Zewail, 64, who won the Nobel prize for physics in 1999 and was awarded the Grand Collar of the Nile by Mubarak the same year, has long enjoyed a celebrity cachet in his native land.
Despite all his access to the ruling elite, Zewail said, his own efforts over 15 years to promote science, technology and education in Egypt had proved futile against the dead weight of corruption and bureaucracy. “Really we didn’t get anywhere.”
Since he returned to Egypt a week ago, Zewail has met Mubarak’s new vice-president, Omar Suleiman, Arab League chief Amr Moussa, the head of Al-Azhar, a seat of Islamic learning, and leaders of the youthful protesters occupying Tahrir Square.
He was exploring what a “wise man” role he might play between regime and revolution, but the rift may be too wide.
“I thought in the beginning there might be a middle ground, but I’m not sure any more,” he said. “In a situation like that, you cannot negotiate. You cannot slow things down.”
Comparing Egypt to a “diseased body,” he recommended swift surgery, not aspirin.
“I know exactly what the youth want. They want to see a new Egypt. It’s as simple of that,” said Zewail, who serves as US President Barack Obama’s science envoy to the Middle East.
“It’s a transformative point,” he said of the popular unrest aimed at ending Mubarak’s 30 years in power, turbulence that has shaken Egypt and the Arab world. “This is a paradigm shift.”
Window on the world
Zewail said he has no interest in insulting Mubarak or attacking him personally.
“It’s an attack on the whole system, which was corrupt and not functioning properly. Egypt deserves a new, fresh system, a new window on the world.”
He brushed aside arguments about constitutional tangles that could impede a transition to democracy were Mubarak to resign on the spot, saying the right mechanisms could be found.
“The question is do we have the will to do it and to do it in a speedy way to end this problem so everybody can go back to work and set the country on a new trajectory.”
He declined to assess the sincerity of Suleiman’s efforts to manage the transition to a new president, now that Mubarak has promised not to seek another term in a September election, but said simply fixing the old system would not satisfy Egyptians.

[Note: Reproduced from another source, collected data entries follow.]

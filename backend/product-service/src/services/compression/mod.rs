//! Image compression pipeline
//!
//! This module provides:
//! - Fetcher for source images over HTTP
//! - JPEG re-encoder running on the blocking pool
//! - Blob store for uploading compressed copies to S3
//! - Pipeline coordinating fan-out, persistence and cache invalidation
//! - Kafka consumer driving the pipeline one message at a time

pub mod consumer;
pub mod fetcher;
pub mod processor;
pub mod service;
pub mod storage;

pub use consumer::{
    consume_payloads, is_fatal_broker_error, until_disconnected, BrokerContext, CompressionConsumer,
};
pub use fetcher::{HttpImageFetcher, ImageFetcher};
pub use processor::JpegCompressor;
pub use service::{
    CompressionError, CompressionPipeline, CompressionReport, ImageStage, PipelineOptions,
};
pub use storage::{compressed_key, original_filename, BlobStore, S3BlobStore};

use serde::Deserialize;
use std::fmt;
use std::str::FromStr;

/// What to persist when only some images of a product compressed
#[derive(Clone, Copy, Debug, Default, PartialEq, Eq, Deserialize)]
#[serde(rename_all = "snake_case")]
pub enum CommitPolicy {
    /// Persist every successful upload even if siblings failed
    #[default]
    BestEffort,
    /// Persist nothing unless every image succeeded
    AllOrNothing,
}

impl FromStr for CommitPolicy {
    type Err = String;

    fn from_str(s: &str) -> Result<Self, Self::Err> {
        match s.to_ascii_lowercase().as_str() {
            "best_effort" => Ok(CommitPolicy::BestEffort),
            "all_or_nothing" => Ok(CommitPolicy::AllOrNothing),
            other => Err(format!(
                "unknown commit policy '{other}' (expected best_effort or all_or_nothing)"
            )),
        }
    }
}

impl fmt::Display for CommitPolicy {
    fn fmt(&self, f: &mut fmt::Formatter<'_>) -> fmt::Result {
        match self {
            CommitPolicy::BestEffort => write!(f, "best_effort"),
            CommitPolicy::AllOrNothing => write!(f, "all_or_nothing"),
        }
    }
}

/// Lifecycle of the worker, published on a `watch` channel
#[derive(Clone, Copy, Debug, PartialEq, Eq)]
pub enum WorkerState {
    Idle,
    Consuming,
    Fetching,
    Compressing,
    Aggregating,
    Persisting,
    Invalidating,
    Stopped,
}

impl WorkerState {
    pub fn as_str(&self) -> &'static str {
        match self {
            WorkerState::Idle => "idle",
            WorkerState::Consuming => "consuming",
            WorkerState::Fetching => "fetching",
            WorkerState::Compressing => "compressing",
            WorkerState::Aggregating => "aggregating",
            WorkerState::Persisting => "persisting",
            WorkerState::Invalidating => "invalidating",
            WorkerState::Stopped => "stopped",
        }
    }
}
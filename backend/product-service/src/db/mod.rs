/// Database access layer
///
/// This module provides:
/// - The `ProductStore` seam used by the API and the compression worker
/// - The PostgreSQL implementation in `product_repo`
pub mod product_repo;

pub use product_repo::PgProductStore;

use crate::error::Result;
use crate::models::{CompressedImage, CompressedUpload, Image, NewProduct, Product, ProductFilter};
use async_trait::async_trait;

/// Durable product persistence
///
/// Multi-row writes are transactional: either every row of a call is
/// committed or none is.
#[async_trait]
pub trait ProductStore: Send + Sync {
    /// Whether an owner with this id exists
    async fn user_exists(&self, user_id: i64) -> Result<bool>;

    /// Insert a product and its source images in one transaction
    ///
    /// Returns the committed product with its images in insertion order.
    async fn create_product(&self, product: &NewProduct) -> Result<Product>;

    /// Load a product with images and compressed images
    async fn get_product(&self, product_id: i64) -> Result<Option<Product>>;

    /// Products matching a listing filter, with nested images
    async fn list_products(&self, filter: &ProductFilter) -> Result<Vec<Product>>;

    /// Source images of a product, ascending by id
    async fn get_product_images(&self, product_id: i64) -> Result<Vec<Image>>;

    /// Insert one compressed image row per upload in one transaction
    async fn insert_compressed_images(
        &self,
        product_id: i64,
        uploads: &[CompressedUpload],
    ) -> Result<Vec<CompressedImage>>;
}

“The army can play a significant role in this, in protecting the nation in the transition period,” he added, praising the way troops had so far avoided shooting at demonstrators.
“The people of Egypt will achieve what they want. I just hope it will not require a bloody situation in order to complete the journey. That’s the only fear that remains in me,” he said.
Zewail counseled the United States and other outside powers to use caution before interfering in what he called a genuine, homegrown, youth-driven revolution.
“What the US should do consistently is to support the liberty of the Egyptian people.”
Asked if he saw himself as a future presidential candidate, Zewail said the issue was not relevant for now.
“The key thing right now is to take the country into a democratic step forward and then to have a real constitution in place and let the Egyptian people surprise us with what they want.”
He dismissed the idea that the Muslim Brotherhood might hijack events or that Egypt’s 1979 peace treaty with Israel was in peril, saying democracy could only benefit the region.
The outcry against Mubarak’s rule is sure to resonate far beyond Egypt’s borders, Zewail said.
“They always said Egypt is the heart of the Arab world. That heart is beating. The music will have to be listened to somewhere else.”